Building networks through the Únicas Hackathon
In another example in Murcia, Spain, more than 100 experts from across Europe and Latin America gathered last October for the first Únicas Hackathon focused on undiagnosed pediatric rare diseases. Over two days, teams analyzed 12 complex cases, some of which had been searching for an explanation for more than a decade. These explanations were found for five participants and one sibling.
Martínez Monseny describes why this model works—
“Hackathons lower the practical and psychological barriers to adopting newer technologies. In routine workflows, decisions are constrained by throughput, cost, turnaround time, and ‘what we’ve always done.’ In a hackathon, the objective is different: maximize insight per case.”
In several cases, HiFi sequencing provided the linchpin for clear and confident findings. It validated findings suggested by other methods and helped definitively rule out structural variants and repeat expansions when those were suspected contributors. This setting gave teams the space to question earlier assumptions and chase down answers with more confidence.
Radboud’s Undiagnosed Hackathon in Nijmegen
At Radboud University Medical Center in Nijmegen, the Undiagnosed Hackathon model has further demonstrated the power of collaborative interpretation. In the 2024 event, interdisciplinary teams evaluated data from 42 undiagnosed families from 19 countries. This event brought together existing data and entirely new datasets, including HiFi long-read genomes.
The outcome included ten definitive diagnostic findings (a 24% solve rate within 48 hours), with additional likely diagnoses identified. Notably, “long-read genomes were most instrumental, validating the importance of complete genomes for clinical variant interpretation.”
Professor Christian Gilissen emphasizes the broader impact –
“Hackathons are amazing events because they bring together all involved parties with individual expertise into one room, which can give rise to completely new insights. They often encourage teams to try methods they wouldn’t normally use in routine workflows and have been tremendously helpful in making individuals familiar with approaches new to rare disease research, including long-read sequencing, by having them actively work with these datasets in a supporting environment where expertise is readily available.”
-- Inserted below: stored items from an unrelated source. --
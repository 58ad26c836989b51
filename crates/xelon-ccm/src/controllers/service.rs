//! Service controller

use std::sync::Arc;

use futures::StreamExt;
use k8s_openapi::api::core::v1::{LoadBalancerStatus, Service};
use kube::{
    api::{Api, Patch, PatchParams},
    runtime::{
        controller::{Action, Controller},
        finalizer::{finalizer, Error as FinalizerError, Event},
        watcher::Config,
    },
    Client, ResourceExt,
};
use serde_json::json;
use tokio::time::Instant;
use tracing::{error, info, instrument, warn};

use super::Context;
use crate::annotations::{service_key, LoadBalancerAnnotations};
use crate::error::Error;
use crate::observability::metrics;

/// Held by every `LoadBalancer` service until its forwarding rules are removed.
pub const FINALIZER: &str = "service.kubernetes.io/load-balancer-cleanup";

const SERVICE_TYPE_LOAD_BALANCER: &str = "LoadBalancer";

pub struct ServiceController;

impl ServiceController {
    pub async fn run(client: Client, ctx: Arc<Context>) {
        let api: Api<Service> = Api::all(client);

        Controller::new(api, Config::default())
            .run(reconcile, error_policy, ctx)
            .for_each(|res| async move {
                match res {
                    Ok((obj, _)) => info!(name = %obj.name, namespace = ?obj.namespace, "Reconciled Service"),
                    Err(e) => warn!(error = %e, "Service reconcile error"),
                }
            })
            .await;
    }
}

async fn reconcile(
    service: Arc<Service>,
    ctx: Arc<Context>,
) -> Result<Action, FinalizerError<Error>> {
    let started = Instant::now();
    let result = reconcile_service(service, &ctx).await;
    let outcome = if result.is_ok() { "success" } else { "error" };
    metrics::record_reconcile("service", outcome, started.elapsed());
    result
}

#[instrument(skip(service, ctx), fields(service = %service_key(&service)))]
async fn reconcile_service(
    service: Arc<Service>,
    ctx: &Context,
) -> Result<Action, FinalizerError<Error>> {
    let ns = service.namespace().unwrap_or_default();
    let api: Api<Service> = Api::namespaced(ctx.client.clone(), &ns);
    let has_finalizer = service.finalizers().iter().any(|f| f == FINALIZER);

    if !wants_load_balancer(&service) {
        if has_finalizer && service.metadata.deletion_timestamp.is_none() {
            info!("Service no longer requests a load balancer, releasing it");
            return release(&api, service, ctx)
                .await
                .map_err(FinalizerError::CleanupFailed);
        }
        if !has_finalizer {
            return Ok(Action::await_change());
        }
    }

    finalizer(&api, FINALIZER, service, |event| async {
        match event {
            Event::Apply(service) => apply(&api, &service, ctx).await,
            Event::Cleanup(service) => cleanup(&service, ctx).await,
        }
    })
    .await
}

/// Ensure the load balancer and publish its ingress on the service status.
async fn apply(api: &Api<Service>, service: &Service, ctx: &Context) -> Result<Action, Error> {
    let mut working = service.clone();
    let status = ctx.load_balancers.ensure(&mut working).await?;

    let current = service
        .status
        .as_ref()
        .and_then(|status| status.load_balancer.as_ref());
    if current != Some(&status) {
        info!(ingress = ?status.ingress, "Updating load balancer status");
        patch_load_balancer_status(api, &service.name_any(), &status).await?;
    }

    Ok(Action::requeue(ctx.config.service_resync))
}

/// Remove the service's forwarding rules. Services that never got a cluster
/// assigned own nothing in the cloud.
async fn cleanup(service: &Service, ctx: &Context) -> Result<Action, Error> {
    if !LoadBalancerAnnotations::from_service(service).has_load_balancer() {
        info!("No load balancer cluster recorded, nothing to clean up");
        return Ok(Action::await_change());
    }

    let mut working = service.clone();
    match ctx.load_balancers.get(&mut working).await? {
        Some(_) => {
            info!("Deleting load balancer forwarding rules");
            ctx.load_balancers.delete(&mut working).await?;
        }
        None => info!("Load balancer no longer exists"),
    }
    Ok(Action::await_change())
}

/// Cleanup for a live service that changed away from type `LoadBalancer`:
/// delete its rules, clear the published ingress and drop the finalizer.
async fn release(api: &Api<Service>, service: Arc<Service>, ctx: &Context) -> Result<Action, Error> {
    cleanup(&service, ctx).await?;

    let name = service.name_any();
    patch_load_balancer_status(api, &name, &LoadBalancerStatus::default()).await?;

    let finalizers: Vec<&String> = service
        .finalizers()
        .iter()
        .filter(|f| *f != FINALIZER)
        .collect();
    let patch = json!({
        "metadata": {
            "finalizers": finalizers,
            "resourceVersion": service.resource_version(),
        }
    });
    api.patch(&name, &PatchParams::default(), &Patch::Merge(&patch))
        .await?;

    Ok(Action::await_change())
}

async fn patch_load_balancer_status(
    api: &Api<Service>,
    name: &str,
    status: &LoadBalancerStatus,
) -> Result<(), Error> {
    let ingress = status.ingress.clone().unwrap_or_default();
    let patch = json!({ "status": { "loadBalancer": { "ingress": ingress } } });
    api.patch_status(name, &PatchParams::default(), &Patch::Merge(&patch))
        .await?;
    Ok(())
}

fn wants_load_balancer(service: &Service) -> bool {
    service.spec.as_ref().is_some_and(|spec| {
        spec.type_.as_deref() == Some(SERVICE_TYPE_LOAD_BALANCER)
            && spec.load_balancer_class.is_none()
    })
}

fn error_policy(service: Arc<Service>, error: &FinalizerError<Error>, ctx: Arc<Context>) -> Action {
    let retry_after = match error {
        FinalizerError::ApplyFailed(e) | FinalizerError::CleanupFailed(e) => e.retry_after(),
        _ => None,
    };

    match retry_after {
        Some(delay) => {
            info!(service = %service_key(&service), error = %error, delay = ?delay, "Load balancer not ready, retrying");
            Action::requeue(delay)
        }
        None => {
            error!(service = %service_key(&service), error = %error, "Reconcile failed");
            Action::requeue(ctx.config.error_requeue)
        }
    }
}

#[cfg(test)]
mod tests {
    use super::*;
    use crate::testing::load_balancer_service;

    #[test]
    fn test_wants_load_balancer() {
        let mut service = load_balancer_service(&[(80, 30080)]);
        assert!(wants_load_balancer(&service));

        if let Some(spec) = service.spec.as_mut() {
            spec.load_balancer_class = Some("example.com/other".to_string());
        }
        assert!(!wants_load_balancer(&service));

        if let Some(spec) = service.spec.as_mut() {
            spec.load_balancer_class = None;
            spec.type_ = Some("ClusterIP".to_string());
        }
        assert!(!wants_load_balancer(&service));
        assert!(!wants_load_balancer(&Service::default()));
    }
}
These events generate tons of valuable data and enable others to use it. PacBio maintains an active commitment to supporting the bioinformatics community through tool development, education, and hands-on collaboration. This means working alongside researchers at these events to analyze HiFi data in real time and sharing learnings on best practices for working with HiFi data. The goal is twofold; to help solve cases in the moment and to build lasting confidence in analyzing HiFi long-read data for rare disease. In many cases, participants carry these insights back to their home institutions, applying what they’ve learned to improve routine variant analysis and interpretation, helping inform downstream clinical insights long after the hackathon ends.
Where collaboration leads next
Rare disease research takes clinicians, scientists, bioinformaticians, technologists, families, and their physicians working in concert. Hackathons show what can happen when that kind of collaboration is coordinated within the community.
The lessons learned in these focused settings can help how we approach unsolved cases at scale and, ultimately, help shorten diagnostic journeys for those searching for answers.